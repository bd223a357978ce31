//! HTTP server and graceful shutdown.
//!
//! # Graceful shutdown
//!
//! On **SIGTERM** or **Ctrl-C** the server:
//! 1. Immediately stops `listener.accept()`, so no new connections are made.
//! 2. Tells every open connection to wind down: requests already in flight
//!    finish and get their response, idle keep-alive connections are closed.
//! 3. Returns from [`Server::serve`] once they are gone, or after thirty
//!    seconds at the latest, which lets `main` exit cleanly.
//!
//! An in-flight request whose caller hangs up is dropped by hyper; dropping
//! it drops the backend request too, and the client pool discards that
//! connection instead of reusing it.

use std::convert::Infallible;
use std::future::Future;
use std::net::SocketAddr;
use std::time::Duration;

use hyper::service::service_fn;
use hyper_util::rt::{TokioExecutor, TokioIo};
use hyper_util::server::conn::auto::Builder as ConnBuilder;
use hyper_util::server::graceful::GracefulShutdown;
use tokio::net::TcpListener;
use tracing::{error, info, warn};

use crate::error::Error;
use crate::handler::BoxedHandler;
use crate::request;
use crate::response::Response;

/// Upper bound on how long shutdown waits for in-flight requests.
const DRAIN_TIMEOUT: Duration = Duration::from_secs(30);

/// The HTTP server.
pub struct Server {
    listener: TcpListener,
}

impl Server {
    /// Binds `addr`. Port `0` picks a free port; see [`local_addr`](Server::local_addr).
    pub async fn bind(addr: SocketAddr) -> Result<Self, Error> {
        let listener = TcpListener::bind(addr).await?;
        Ok(Self { listener })
    }

    pub fn local_addr(&self) -> Result<SocketAddr, Error> {
        Ok(self.listener.local_addr()?)
    }

    /// Accepts connections and dispatches every request to `handler` until
    /// the process receives SIGTERM or Ctrl-C.
    pub async fn serve(self, handler: BoxedHandler) -> Result<(), Error> {
        self.serve_with_shutdown(handler, shutdown_signal()).await
    }

    /// Like [`serve`](Server::serve), but stops accepting when `signal`
    /// resolves. Returns once every in-flight request has been answered.
    pub async fn serve_with_shutdown(
        self,
        handler: BoxedHandler,
        signal: impl Future<Output = ()>,
    ) -> Result<(), Error> {
        let addr = self.local_addr()?;
        info!(%addr, "shroud listening");

        // JoinSet tracks every spawned connection task so we can wait for
        // them all to finish during graceful shutdown.
        let mut tasks = tokio::task::JoinSet::new();
        // Every connection is registered here so shutdown can close idle
        // keep-alive connections instead of waiting on the caller.
        let graceful = GracefulShutdown::new();
        // `auto::Builder` transparently handles both HTTP/1.1 and HTTP/2,
        // whatever the caller negotiates.
        let builder = ConnBuilder::new(TokioExecutor::new());

        tokio::pin!(signal);

        loop {
            tokio::select! {
                // Check shutdown first so a signal immediately stops
                // accepting, even if more connections are queued.
                biased;

                () = &mut signal => {
                    info!(in_flight = tasks.len(), "shutdown signal received, draining connections");
                    break;
                }

                res = self.listener.accept() => {
                    let (stream, remote_addr) = match res {
                        Ok(v) => v,
                        Err(e) => {
                            error!("accept error: {e}");
                            continue;
                        }
                    };

                    let handler = handler.clone();
                    let io = TokioIo::new(stream);

                    // Called once per request on the connection, not once
                    // per connection.
                    let svc = service_fn(move |req| {
                        let handler = handler.clone();
                        async move { dispatch(handler, req, remote_addr).await }
                    });

                    let conn = graceful.watch(builder.serve_connection(io, svc).into_owned());
                    tasks.spawn(async move {
                        if let Err(e) = conn.await {
                            error!(peer = %remote_addr, "connection error: {e}");
                        }
                    });
                }

                // Reap finished connection tasks so the JoinSet does not grow
                // without bound on long-running servers.
                Some(_) = tasks.join_next(), if !tasks.is_empty() => {}
            }
        }

        tokio::select! {
            () = graceful.shutdown() => {}
            () = tokio::time::sleep(DRAIN_TIMEOUT) => {
                warn!(remaining = tasks.len(), "drain timed out, closing remaining connections");
                tasks.abort_all();
            }
        }
        while tasks.join_next().await.is_some() {}

        info!("shroud stopped");
        Ok(())
    }
}

/// Hands one request to the pipeline.
///
/// The error type is [`Infallible`]: every failure inside the pipeline is
/// already a response (502, 400), so hyper never sees an error.
async fn dispatch(
    handler: BoxedHandler,
    req: hyper::Request<hyper::body::Incoming>,
    remote_addr: SocketAddr,
) -> Result<Response, Infallible> {
    Ok(handler.call(request::from_hyper(req, remote_addr)).await)
}

/// Resolves on the first shutdown signal the process receives.
///
/// On Unix this listens for both **SIGTERM** and **SIGINT** (Ctrl-C).
/// On Windows only Ctrl-C is available.
async fn shutdown_signal() {
    let ctrl_c = async {
        if let Err(e) = tokio::signal::ctrl_c().await {
            error!("failed to install Ctrl-C handler: {e}");
            std::future::pending::<()>().await;
        }
    };

    #[cfg(unix)]
    let sigterm = async {
        match tokio::signal::unix::signal(tokio::signal::unix::SignalKind::terminate()) {
            Ok(mut sigterm) => {
                sigterm.recv().await;
            }
            Err(e) => {
                error!("failed to install SIGTERM handler: {e}");
                std::future::pending::<()>().await;
            }
        }
    };

    // `pending()` is a future that never resolves, so on non-Unix platforms
    // the SIGTERM arm is effectively disabled.
    #[cfg(not(unix))]
    let sigterm = std::future::pending::<()>();

    tokio::select! {
        () = ctrl_c   => {}
        () = sigterm  => {}
    }
}
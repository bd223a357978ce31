//! Outgoing HTTP response type and the few responses the proxy makes up
//! itself.
//!
//! Almost every response is the backend's own, relayed untouched. The
//! constructors here cover the cases where there is no backend answer to
//! relay.

use bytes::Bytes;
use http::header::{CONTENT_TYPE, HeaderValue};
use http::StatusCode;
use http_body_util::combinators::UnsyncBoxBody;
use http_body_util::{BodyExt, Empty, Full};

/// Streaming body shared by requests and responses.
///
/// `hyper::body::Incoming` from either side of the proxy boxes into this
/// without copying, so bodies flow through in chunks.
pub type Body = UnsyncBoxBody<Bytes, hyper::Error>;

/// A response travelling back through the pipeline.
pub type Response = http::Response<Body>;

/// A body with no bytes.
pub fn empty() -> Body {
    Empty::<Bytes>::new()
        .map_err(|never| match never {})
        .boxed_unsync()
}

/// A body that is already fully in memory.
pub fn full(chunk: impl Into<Bytes>) -> Body {
    Full::new(chunk.into())
        .map_err(|never| match never {})
        .boxed_unsync()
}

/// A response generated by the proxy with a short plain-text explanation.
pub fn status(code: StatusCode, message: &'static str) -> Response {
    let mut res = http::Response::new(full(message));
    *res.status_mut() = code;
    res.headers_mut().insert(
        CONTENT_TYPE,
        HeaderValue::from_static("text/plain; charset=utf-8"),
    );
    res
}

/// `502 Bad Gateway`: the backend could not be reached or did not answer.
pub fn bad_gateway() -> Response {
    status(StatusCode::BAD_GATEWAY, "upstream request failed")
}

/// `400 Bad Request`: the request target cannot be rewritten.
pub fn bad_request() -> Response {
    status(StatusCode::BAD_REQUEST, "malformed request target")
}

#[cfg(test)]
mod tests {
    use super::*;

    #[tokio::test]
    async fn bad_gateway_carries_text_body() {
        let res = bad_gateway();
        assert_eq!(res.status(), StatusCode::BAD_GATEWAY);
        assert_eq!(res.headers()[CONTENT_TYPE], "text/plain; charset=utf-8");

        let body = res.into_body().collect().await.unwrap().to_bytes();
        assert_eq!(body, "upstream request failed");
    }

    #[tokio::test]
    async fn empty_body_has_no_bytes() {
        let body = empty().collect().await.unwrap().to_bytes();
        assert!(body.is_empty());
    }
}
----------
Output exactly the span of lines beginning at the first line of the records and ending at the line that holds "or after thirty", inclusive, with no other text.

### Result below
repository bd223a357978ce31
//! HTTP server and graceful shutdown.
//!
//! # Graceful shutdown
//!
//! On **SIGTERM** or **Ctrl-C** the server:
//! 1. Immediately stops `listener.accept()`, so no new connections are made.
//! 2. Tells every open connection to wind down: requests already in flight
//!    finish and get their response, idle keep-alive connections are closed.
//! 3. Returns from [`Server::serve`] once they are gone, or after thirty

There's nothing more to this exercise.